• Problem to work on:
Copy every line of the data in which the word "RwLock" occurs.
***
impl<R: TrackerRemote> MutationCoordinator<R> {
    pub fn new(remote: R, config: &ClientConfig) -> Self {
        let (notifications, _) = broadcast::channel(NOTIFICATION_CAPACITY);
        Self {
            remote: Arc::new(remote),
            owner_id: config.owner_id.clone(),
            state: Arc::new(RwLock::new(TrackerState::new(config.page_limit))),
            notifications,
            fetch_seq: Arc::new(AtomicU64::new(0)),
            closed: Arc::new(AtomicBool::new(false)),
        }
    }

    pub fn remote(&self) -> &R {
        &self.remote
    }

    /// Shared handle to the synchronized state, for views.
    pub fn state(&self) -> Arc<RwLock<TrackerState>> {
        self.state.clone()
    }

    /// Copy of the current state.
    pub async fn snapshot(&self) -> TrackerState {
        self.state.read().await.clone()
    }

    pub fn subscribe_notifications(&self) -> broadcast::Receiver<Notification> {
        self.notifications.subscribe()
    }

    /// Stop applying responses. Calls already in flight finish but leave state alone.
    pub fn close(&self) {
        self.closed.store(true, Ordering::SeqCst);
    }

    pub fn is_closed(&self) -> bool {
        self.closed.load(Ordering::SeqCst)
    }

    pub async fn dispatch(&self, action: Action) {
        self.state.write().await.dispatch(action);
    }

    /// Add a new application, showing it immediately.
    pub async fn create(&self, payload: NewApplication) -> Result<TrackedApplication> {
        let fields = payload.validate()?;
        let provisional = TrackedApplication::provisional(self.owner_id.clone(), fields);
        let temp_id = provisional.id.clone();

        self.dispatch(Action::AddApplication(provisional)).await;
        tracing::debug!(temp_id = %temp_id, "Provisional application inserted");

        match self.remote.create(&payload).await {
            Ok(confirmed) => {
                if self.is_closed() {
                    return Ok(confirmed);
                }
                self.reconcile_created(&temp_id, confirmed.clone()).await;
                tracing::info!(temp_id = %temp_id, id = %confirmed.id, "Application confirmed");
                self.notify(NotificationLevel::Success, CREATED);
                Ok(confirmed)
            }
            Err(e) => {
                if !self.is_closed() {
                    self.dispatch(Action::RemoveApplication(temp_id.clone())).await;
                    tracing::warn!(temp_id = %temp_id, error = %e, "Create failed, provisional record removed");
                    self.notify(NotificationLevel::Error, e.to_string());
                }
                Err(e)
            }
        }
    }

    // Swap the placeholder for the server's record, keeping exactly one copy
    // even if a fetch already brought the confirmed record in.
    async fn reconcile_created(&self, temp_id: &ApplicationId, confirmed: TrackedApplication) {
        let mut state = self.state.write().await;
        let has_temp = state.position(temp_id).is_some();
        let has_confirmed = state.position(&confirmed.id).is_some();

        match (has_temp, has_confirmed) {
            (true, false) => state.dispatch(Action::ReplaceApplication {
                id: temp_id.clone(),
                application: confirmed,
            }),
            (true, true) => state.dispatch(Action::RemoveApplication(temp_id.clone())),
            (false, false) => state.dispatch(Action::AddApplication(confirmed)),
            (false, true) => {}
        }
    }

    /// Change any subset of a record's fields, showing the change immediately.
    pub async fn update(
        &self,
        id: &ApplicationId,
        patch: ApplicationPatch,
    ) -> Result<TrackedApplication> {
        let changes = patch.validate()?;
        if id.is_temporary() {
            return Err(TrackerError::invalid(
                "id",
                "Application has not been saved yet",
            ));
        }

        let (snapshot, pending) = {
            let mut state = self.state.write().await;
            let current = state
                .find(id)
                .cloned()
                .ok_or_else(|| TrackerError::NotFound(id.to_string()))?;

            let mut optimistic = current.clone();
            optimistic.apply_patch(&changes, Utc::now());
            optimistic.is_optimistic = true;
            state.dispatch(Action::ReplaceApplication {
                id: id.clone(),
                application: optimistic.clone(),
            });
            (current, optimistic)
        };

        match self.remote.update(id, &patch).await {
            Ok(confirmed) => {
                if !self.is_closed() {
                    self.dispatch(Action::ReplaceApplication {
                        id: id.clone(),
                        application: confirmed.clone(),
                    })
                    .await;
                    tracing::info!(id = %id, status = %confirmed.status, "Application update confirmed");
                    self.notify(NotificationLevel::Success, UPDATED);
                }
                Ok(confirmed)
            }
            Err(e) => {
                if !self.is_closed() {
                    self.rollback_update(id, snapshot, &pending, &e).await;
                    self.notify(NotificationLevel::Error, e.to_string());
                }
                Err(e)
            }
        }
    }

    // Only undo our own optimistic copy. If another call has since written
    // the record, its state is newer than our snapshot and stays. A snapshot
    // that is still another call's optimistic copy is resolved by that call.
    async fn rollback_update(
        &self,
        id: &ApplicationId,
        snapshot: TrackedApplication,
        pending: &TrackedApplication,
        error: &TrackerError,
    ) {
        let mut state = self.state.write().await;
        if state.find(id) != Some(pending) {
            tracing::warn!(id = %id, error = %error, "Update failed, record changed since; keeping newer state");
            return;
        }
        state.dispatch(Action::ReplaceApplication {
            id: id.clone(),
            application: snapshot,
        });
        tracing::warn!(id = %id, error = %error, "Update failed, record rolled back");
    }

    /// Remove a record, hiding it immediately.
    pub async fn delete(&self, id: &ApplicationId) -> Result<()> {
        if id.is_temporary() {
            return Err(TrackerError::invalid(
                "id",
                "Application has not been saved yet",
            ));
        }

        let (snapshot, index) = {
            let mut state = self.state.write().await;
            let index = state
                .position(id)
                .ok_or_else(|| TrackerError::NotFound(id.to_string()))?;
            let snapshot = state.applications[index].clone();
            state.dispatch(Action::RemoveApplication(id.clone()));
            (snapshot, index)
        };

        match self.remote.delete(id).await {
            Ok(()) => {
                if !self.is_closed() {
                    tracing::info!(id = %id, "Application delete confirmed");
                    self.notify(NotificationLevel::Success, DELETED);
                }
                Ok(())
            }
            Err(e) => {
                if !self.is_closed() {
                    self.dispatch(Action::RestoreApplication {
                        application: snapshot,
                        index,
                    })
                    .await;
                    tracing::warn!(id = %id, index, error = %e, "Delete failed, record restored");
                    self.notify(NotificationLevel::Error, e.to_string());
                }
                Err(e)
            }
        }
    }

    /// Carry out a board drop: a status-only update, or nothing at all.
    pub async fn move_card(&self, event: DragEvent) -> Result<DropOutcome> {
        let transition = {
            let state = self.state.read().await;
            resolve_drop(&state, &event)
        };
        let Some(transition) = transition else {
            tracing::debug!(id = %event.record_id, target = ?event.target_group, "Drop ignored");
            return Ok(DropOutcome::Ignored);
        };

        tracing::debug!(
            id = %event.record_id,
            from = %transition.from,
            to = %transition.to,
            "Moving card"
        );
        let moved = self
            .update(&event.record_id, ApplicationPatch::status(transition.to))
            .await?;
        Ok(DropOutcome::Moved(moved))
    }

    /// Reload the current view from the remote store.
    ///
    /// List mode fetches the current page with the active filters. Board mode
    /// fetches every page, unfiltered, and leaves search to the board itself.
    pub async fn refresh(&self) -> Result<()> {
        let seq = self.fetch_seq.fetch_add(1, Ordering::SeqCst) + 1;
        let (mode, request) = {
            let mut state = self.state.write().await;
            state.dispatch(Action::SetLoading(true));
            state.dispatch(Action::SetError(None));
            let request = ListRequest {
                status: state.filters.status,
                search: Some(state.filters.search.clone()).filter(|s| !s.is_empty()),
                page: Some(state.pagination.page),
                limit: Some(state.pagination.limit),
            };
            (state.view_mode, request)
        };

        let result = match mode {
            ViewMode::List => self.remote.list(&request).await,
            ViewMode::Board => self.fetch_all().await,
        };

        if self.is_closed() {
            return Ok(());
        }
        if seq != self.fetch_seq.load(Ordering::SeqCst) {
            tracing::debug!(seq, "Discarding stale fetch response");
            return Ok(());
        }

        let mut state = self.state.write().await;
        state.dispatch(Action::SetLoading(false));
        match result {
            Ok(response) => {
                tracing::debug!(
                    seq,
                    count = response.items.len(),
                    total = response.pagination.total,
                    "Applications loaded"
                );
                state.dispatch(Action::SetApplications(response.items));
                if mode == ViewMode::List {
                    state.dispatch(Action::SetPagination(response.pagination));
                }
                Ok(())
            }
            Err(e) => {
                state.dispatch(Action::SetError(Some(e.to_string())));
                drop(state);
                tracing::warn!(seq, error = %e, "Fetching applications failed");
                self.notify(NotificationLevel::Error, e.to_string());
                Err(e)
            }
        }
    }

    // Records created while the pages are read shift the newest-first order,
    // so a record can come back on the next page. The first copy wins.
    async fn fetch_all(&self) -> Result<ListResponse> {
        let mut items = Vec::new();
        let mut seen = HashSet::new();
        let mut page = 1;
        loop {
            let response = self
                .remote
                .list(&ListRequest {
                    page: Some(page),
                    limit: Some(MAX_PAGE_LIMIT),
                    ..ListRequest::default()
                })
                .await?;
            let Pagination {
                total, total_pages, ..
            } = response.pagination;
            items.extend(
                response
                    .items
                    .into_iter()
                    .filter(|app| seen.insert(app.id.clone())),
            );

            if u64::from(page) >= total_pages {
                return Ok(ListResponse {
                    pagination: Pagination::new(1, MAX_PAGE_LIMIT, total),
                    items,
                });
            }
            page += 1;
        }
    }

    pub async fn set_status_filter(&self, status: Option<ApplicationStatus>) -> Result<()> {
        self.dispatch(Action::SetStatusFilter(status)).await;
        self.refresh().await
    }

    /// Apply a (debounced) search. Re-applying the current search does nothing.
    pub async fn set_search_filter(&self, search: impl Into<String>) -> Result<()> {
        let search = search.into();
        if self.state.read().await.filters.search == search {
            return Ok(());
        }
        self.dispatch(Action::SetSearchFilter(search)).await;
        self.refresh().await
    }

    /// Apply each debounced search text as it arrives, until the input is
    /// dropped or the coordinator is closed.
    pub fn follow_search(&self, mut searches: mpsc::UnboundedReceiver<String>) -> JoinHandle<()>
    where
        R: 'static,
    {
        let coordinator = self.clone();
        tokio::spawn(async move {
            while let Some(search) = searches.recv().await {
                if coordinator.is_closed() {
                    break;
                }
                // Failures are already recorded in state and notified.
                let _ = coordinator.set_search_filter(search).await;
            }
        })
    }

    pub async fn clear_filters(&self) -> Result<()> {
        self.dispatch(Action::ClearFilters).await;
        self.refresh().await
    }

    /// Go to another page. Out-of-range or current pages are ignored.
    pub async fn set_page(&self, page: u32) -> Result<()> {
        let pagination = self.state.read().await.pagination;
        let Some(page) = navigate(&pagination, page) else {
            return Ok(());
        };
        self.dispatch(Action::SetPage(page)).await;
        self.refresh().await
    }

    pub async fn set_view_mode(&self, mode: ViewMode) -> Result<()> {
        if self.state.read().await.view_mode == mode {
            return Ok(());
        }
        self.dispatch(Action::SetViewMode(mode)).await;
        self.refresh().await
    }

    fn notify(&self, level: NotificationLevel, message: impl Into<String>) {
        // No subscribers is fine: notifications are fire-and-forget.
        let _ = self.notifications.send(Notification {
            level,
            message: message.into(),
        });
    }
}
***
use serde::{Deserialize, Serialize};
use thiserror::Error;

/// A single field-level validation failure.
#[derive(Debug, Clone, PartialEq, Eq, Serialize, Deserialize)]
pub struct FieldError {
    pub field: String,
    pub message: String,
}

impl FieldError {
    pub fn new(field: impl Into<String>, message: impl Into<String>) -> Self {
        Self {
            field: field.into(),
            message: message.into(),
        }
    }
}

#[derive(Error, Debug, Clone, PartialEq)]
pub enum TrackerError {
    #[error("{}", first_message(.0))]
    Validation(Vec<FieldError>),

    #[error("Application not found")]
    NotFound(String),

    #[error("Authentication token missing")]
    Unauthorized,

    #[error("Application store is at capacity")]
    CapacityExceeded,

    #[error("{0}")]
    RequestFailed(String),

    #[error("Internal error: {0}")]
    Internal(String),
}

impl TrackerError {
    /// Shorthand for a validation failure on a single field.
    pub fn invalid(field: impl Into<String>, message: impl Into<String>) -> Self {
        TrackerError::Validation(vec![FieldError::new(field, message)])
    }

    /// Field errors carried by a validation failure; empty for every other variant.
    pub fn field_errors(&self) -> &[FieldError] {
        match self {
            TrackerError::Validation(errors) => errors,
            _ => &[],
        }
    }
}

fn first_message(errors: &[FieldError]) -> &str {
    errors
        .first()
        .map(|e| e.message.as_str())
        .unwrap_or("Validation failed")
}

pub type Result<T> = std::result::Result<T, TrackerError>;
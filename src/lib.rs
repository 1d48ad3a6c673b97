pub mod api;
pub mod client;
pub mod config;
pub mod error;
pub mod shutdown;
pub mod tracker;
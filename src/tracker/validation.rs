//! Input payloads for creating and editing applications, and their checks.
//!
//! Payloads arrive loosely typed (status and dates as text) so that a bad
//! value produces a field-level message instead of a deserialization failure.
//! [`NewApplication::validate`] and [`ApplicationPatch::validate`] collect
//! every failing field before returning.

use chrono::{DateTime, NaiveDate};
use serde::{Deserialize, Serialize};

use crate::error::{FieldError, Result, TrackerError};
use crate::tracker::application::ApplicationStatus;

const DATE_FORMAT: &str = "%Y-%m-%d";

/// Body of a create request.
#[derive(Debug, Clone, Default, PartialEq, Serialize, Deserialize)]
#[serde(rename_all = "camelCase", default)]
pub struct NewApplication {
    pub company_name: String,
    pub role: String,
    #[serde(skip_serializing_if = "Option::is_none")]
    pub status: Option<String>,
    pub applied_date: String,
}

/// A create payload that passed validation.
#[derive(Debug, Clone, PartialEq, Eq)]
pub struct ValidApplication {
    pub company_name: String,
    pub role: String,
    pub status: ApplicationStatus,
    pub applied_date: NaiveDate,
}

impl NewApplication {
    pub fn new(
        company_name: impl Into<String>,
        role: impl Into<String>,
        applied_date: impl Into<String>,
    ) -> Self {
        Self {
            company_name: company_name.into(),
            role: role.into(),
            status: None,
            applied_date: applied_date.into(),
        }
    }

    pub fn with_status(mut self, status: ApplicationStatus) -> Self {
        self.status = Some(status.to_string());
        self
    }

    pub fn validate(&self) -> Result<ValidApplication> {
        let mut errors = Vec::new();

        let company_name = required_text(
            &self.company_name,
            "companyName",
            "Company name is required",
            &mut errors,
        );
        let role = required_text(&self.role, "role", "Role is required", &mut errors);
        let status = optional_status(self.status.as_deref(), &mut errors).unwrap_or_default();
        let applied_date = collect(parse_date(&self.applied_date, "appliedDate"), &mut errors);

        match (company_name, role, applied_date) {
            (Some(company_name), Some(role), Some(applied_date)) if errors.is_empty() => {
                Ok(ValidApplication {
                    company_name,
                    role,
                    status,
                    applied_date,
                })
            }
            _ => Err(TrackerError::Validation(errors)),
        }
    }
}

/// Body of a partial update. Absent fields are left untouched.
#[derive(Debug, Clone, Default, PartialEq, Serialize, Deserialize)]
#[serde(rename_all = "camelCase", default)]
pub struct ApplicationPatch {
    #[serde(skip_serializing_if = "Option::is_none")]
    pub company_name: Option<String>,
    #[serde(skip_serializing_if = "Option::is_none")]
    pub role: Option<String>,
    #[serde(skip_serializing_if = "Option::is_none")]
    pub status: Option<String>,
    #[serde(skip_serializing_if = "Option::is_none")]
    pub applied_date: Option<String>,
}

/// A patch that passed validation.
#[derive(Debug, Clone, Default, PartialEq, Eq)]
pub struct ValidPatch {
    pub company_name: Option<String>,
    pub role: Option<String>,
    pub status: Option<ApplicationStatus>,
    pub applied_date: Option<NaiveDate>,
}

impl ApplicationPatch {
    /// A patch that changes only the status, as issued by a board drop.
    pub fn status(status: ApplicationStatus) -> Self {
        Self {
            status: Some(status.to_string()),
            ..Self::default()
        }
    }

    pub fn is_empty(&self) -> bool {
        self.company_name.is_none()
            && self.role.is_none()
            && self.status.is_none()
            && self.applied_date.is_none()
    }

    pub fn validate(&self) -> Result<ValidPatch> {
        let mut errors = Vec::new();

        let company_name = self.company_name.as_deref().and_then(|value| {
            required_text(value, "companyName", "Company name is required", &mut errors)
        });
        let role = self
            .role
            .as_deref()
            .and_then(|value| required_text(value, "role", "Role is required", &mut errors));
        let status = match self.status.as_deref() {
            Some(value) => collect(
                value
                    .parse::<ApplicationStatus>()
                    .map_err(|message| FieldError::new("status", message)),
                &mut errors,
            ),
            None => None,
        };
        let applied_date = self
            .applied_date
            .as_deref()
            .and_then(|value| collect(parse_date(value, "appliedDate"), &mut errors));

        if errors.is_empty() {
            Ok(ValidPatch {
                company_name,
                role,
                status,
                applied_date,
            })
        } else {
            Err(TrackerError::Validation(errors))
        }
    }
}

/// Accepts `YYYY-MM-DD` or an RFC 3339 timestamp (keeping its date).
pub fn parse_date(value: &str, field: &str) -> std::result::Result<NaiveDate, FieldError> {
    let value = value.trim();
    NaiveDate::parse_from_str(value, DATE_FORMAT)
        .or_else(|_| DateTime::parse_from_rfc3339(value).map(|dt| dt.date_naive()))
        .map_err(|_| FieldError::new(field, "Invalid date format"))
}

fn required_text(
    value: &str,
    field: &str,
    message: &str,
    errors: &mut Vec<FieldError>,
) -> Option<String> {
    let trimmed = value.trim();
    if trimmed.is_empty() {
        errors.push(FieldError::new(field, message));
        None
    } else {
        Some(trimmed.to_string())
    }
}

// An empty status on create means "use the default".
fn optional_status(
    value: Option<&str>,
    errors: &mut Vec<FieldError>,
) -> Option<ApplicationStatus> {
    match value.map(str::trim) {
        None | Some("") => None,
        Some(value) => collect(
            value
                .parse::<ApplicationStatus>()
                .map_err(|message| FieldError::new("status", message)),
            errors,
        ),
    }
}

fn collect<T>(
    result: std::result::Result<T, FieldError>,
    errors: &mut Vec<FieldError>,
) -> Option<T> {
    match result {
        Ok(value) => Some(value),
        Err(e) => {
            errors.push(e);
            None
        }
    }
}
***
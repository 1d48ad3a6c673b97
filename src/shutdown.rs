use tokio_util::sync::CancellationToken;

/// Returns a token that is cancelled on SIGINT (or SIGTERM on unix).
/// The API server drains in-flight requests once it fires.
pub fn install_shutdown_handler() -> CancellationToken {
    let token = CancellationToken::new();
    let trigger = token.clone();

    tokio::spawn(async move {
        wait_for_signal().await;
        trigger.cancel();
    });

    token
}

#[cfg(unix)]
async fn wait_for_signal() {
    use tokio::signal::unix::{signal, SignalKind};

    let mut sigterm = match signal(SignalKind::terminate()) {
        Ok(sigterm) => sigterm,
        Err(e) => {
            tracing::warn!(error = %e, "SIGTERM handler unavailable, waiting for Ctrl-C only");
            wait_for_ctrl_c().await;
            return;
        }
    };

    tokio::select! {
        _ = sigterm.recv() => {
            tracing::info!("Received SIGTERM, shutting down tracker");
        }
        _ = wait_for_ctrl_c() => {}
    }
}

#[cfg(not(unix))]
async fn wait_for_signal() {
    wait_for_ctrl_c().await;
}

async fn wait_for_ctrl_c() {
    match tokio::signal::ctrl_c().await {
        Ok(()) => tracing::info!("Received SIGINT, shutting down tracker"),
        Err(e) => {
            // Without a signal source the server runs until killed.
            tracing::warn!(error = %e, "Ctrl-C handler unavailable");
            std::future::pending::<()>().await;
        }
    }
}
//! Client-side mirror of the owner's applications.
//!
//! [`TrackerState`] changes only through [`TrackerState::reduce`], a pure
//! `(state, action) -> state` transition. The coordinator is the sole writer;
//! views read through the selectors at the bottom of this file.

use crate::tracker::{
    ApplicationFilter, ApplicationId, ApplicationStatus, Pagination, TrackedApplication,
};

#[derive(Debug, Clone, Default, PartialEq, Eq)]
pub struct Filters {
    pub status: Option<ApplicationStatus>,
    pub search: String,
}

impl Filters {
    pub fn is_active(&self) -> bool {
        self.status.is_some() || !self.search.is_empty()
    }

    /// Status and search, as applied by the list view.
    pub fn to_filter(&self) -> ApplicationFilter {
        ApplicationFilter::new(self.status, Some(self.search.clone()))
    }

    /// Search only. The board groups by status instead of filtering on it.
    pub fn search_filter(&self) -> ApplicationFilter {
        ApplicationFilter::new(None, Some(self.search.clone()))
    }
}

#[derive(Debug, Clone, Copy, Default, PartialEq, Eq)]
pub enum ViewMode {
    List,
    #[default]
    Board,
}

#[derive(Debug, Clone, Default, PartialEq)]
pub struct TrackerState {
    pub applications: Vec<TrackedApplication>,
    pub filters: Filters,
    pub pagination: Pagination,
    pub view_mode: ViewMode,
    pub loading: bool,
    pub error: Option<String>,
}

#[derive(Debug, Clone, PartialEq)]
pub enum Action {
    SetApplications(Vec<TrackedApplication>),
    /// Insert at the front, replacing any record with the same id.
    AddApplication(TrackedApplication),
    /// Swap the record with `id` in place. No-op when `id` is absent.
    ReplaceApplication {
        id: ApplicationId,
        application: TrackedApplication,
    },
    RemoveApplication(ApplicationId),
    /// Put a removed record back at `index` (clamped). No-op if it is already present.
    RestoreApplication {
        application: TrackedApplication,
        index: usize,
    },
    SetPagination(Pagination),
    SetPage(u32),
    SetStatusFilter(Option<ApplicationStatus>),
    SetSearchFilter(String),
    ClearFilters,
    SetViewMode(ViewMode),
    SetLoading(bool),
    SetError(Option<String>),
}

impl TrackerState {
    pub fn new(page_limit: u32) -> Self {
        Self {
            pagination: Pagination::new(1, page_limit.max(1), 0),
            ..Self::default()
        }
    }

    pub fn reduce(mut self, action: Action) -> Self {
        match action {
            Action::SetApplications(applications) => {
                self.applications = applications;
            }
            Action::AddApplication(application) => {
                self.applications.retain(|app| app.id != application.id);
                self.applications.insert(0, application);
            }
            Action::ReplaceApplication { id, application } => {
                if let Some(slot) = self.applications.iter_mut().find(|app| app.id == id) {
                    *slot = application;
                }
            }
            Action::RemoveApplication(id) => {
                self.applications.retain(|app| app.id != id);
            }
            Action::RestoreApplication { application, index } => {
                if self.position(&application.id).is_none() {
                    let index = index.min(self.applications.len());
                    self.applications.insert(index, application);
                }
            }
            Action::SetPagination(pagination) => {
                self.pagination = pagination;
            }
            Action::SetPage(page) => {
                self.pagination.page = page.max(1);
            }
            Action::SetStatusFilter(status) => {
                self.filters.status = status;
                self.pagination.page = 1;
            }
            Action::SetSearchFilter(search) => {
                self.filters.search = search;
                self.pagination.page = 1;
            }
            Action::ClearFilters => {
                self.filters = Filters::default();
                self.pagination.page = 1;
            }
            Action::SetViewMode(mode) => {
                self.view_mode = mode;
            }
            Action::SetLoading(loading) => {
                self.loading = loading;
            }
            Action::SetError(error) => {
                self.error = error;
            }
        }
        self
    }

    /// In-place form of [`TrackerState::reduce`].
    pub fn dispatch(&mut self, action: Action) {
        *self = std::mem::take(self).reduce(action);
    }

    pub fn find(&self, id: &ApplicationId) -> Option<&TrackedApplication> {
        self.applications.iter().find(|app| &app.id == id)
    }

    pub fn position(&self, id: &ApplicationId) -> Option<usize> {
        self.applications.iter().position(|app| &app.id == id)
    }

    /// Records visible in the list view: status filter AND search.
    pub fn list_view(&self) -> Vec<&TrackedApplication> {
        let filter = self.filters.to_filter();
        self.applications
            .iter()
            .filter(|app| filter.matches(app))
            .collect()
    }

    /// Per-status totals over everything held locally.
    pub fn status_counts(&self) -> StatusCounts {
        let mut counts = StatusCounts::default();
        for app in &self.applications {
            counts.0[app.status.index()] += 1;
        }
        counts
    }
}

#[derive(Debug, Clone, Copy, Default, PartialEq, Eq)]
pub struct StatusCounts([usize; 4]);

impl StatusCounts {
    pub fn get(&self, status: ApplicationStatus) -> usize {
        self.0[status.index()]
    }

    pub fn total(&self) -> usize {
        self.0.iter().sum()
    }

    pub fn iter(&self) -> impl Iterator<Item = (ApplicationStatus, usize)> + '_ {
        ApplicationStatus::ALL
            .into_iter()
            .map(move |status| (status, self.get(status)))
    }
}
***
• Answer to this problem:
            state: Arc::new(RwLock::new(TrackerState::new(config.page_limit))),
    pub fn state(&self) -> Arc<RwLock<TrackerState>> {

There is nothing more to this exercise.